(Collected data)
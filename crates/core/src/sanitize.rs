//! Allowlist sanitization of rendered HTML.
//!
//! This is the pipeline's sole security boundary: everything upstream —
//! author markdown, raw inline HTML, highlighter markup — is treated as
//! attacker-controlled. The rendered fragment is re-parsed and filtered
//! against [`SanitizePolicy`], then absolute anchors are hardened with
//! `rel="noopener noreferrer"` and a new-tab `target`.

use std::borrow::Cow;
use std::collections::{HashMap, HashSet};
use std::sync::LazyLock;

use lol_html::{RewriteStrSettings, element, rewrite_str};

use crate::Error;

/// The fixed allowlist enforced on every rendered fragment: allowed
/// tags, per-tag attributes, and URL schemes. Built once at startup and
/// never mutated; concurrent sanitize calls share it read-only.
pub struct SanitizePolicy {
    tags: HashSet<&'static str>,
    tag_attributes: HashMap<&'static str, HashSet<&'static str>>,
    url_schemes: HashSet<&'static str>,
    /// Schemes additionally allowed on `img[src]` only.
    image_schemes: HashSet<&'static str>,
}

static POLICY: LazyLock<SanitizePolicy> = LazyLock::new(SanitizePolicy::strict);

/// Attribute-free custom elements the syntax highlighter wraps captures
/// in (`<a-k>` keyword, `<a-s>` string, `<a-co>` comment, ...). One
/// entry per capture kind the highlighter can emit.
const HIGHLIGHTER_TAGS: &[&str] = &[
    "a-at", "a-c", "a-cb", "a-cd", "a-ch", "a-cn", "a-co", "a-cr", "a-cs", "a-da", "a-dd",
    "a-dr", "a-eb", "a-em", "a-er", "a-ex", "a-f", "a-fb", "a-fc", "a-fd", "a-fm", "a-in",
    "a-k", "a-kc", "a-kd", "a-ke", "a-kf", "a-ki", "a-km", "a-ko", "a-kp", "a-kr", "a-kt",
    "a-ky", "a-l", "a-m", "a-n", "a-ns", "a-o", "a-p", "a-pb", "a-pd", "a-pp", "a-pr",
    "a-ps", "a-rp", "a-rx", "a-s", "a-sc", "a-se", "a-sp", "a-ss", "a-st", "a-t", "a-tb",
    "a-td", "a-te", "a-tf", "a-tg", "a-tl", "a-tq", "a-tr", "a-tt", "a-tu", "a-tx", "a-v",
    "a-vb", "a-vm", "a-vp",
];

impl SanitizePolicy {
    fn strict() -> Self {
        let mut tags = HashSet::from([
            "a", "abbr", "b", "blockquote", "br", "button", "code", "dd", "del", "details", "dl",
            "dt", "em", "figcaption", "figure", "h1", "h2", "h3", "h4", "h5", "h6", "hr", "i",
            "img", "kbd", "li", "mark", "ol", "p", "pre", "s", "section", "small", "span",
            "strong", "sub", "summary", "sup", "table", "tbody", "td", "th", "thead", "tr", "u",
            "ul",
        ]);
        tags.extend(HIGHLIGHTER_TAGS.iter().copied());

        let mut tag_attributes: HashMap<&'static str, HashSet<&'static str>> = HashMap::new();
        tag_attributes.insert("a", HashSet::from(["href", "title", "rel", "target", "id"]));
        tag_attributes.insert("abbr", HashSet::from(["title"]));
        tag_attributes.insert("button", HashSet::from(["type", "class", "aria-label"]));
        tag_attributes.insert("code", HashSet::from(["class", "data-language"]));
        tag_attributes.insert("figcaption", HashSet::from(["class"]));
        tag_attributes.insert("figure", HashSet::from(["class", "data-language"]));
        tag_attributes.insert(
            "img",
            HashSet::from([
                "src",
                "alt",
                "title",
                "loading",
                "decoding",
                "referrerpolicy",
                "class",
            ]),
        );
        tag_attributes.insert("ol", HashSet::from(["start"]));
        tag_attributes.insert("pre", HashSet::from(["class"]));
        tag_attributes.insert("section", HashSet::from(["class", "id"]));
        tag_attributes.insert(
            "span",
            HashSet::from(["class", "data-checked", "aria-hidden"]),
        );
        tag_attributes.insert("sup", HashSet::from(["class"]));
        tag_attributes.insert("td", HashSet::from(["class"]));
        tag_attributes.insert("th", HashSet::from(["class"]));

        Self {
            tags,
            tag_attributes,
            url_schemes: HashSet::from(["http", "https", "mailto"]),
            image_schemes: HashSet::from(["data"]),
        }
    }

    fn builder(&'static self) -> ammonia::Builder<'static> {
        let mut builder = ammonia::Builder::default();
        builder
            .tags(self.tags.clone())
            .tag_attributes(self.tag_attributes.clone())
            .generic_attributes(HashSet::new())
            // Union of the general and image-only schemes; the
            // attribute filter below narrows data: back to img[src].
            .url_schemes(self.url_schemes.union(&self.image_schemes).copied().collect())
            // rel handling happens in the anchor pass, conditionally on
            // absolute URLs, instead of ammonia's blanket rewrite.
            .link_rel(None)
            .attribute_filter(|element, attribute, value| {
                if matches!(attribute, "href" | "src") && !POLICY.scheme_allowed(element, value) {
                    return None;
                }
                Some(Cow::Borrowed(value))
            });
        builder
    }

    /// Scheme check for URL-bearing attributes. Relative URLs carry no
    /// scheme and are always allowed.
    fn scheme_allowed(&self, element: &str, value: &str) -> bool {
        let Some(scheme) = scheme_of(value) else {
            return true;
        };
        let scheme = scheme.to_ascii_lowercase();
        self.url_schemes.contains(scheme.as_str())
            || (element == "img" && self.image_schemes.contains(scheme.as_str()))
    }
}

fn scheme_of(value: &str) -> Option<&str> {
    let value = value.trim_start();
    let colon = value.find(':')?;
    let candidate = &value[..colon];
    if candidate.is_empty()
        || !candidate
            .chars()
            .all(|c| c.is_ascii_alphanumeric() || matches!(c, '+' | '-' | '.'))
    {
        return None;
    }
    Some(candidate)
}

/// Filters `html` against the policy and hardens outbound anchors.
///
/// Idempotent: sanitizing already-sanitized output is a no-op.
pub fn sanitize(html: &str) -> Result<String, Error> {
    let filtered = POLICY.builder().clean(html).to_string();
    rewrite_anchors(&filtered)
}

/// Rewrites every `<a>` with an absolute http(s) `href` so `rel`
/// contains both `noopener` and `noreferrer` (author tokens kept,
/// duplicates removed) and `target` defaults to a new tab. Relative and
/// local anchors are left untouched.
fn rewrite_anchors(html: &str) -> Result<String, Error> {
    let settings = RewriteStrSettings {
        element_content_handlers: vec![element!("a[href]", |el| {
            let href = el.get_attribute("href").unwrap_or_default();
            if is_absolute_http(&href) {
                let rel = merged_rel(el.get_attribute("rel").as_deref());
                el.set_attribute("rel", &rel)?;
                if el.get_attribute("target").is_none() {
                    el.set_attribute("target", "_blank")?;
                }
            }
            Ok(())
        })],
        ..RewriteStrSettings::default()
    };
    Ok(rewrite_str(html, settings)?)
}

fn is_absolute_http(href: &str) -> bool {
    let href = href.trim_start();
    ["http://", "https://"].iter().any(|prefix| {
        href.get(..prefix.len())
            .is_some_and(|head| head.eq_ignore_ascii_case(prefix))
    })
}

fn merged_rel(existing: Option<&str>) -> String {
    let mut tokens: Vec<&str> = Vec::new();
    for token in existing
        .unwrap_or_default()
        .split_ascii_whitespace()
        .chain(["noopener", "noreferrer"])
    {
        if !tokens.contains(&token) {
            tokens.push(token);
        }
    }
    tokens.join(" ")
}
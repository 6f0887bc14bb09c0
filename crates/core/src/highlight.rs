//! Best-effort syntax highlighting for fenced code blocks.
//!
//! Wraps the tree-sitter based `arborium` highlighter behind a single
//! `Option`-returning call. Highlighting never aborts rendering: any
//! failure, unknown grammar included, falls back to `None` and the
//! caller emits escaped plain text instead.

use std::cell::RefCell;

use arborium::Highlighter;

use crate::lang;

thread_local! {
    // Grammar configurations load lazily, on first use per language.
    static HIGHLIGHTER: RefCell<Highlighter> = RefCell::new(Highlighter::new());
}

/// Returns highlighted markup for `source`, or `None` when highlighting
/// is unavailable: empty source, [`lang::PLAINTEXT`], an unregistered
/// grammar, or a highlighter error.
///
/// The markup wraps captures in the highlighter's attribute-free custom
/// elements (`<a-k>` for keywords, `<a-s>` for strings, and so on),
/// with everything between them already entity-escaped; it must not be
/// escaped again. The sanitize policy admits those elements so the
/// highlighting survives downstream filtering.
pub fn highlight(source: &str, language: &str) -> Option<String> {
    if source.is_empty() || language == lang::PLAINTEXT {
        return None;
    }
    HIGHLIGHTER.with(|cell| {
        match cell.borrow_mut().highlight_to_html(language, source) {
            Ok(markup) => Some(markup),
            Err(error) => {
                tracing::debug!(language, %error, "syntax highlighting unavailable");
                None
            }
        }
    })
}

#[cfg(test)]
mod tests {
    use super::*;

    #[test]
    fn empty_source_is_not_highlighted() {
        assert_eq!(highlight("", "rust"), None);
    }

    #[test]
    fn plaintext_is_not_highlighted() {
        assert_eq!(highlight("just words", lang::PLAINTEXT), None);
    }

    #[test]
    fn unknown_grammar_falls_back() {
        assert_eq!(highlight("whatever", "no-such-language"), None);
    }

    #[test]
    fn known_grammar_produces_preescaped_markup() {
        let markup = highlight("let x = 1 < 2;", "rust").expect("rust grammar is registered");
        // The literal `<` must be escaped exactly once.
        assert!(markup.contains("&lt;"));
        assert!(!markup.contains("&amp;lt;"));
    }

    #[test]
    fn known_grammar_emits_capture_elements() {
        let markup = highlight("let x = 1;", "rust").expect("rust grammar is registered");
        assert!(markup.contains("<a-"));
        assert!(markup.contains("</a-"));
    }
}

• [Work item]
When a line in the data contains the string "must", copy that line.

• [Output of the exercise]
/// with everything between them already entity-escaped; it must not be
        // The literal `<` must be escaped exactly once.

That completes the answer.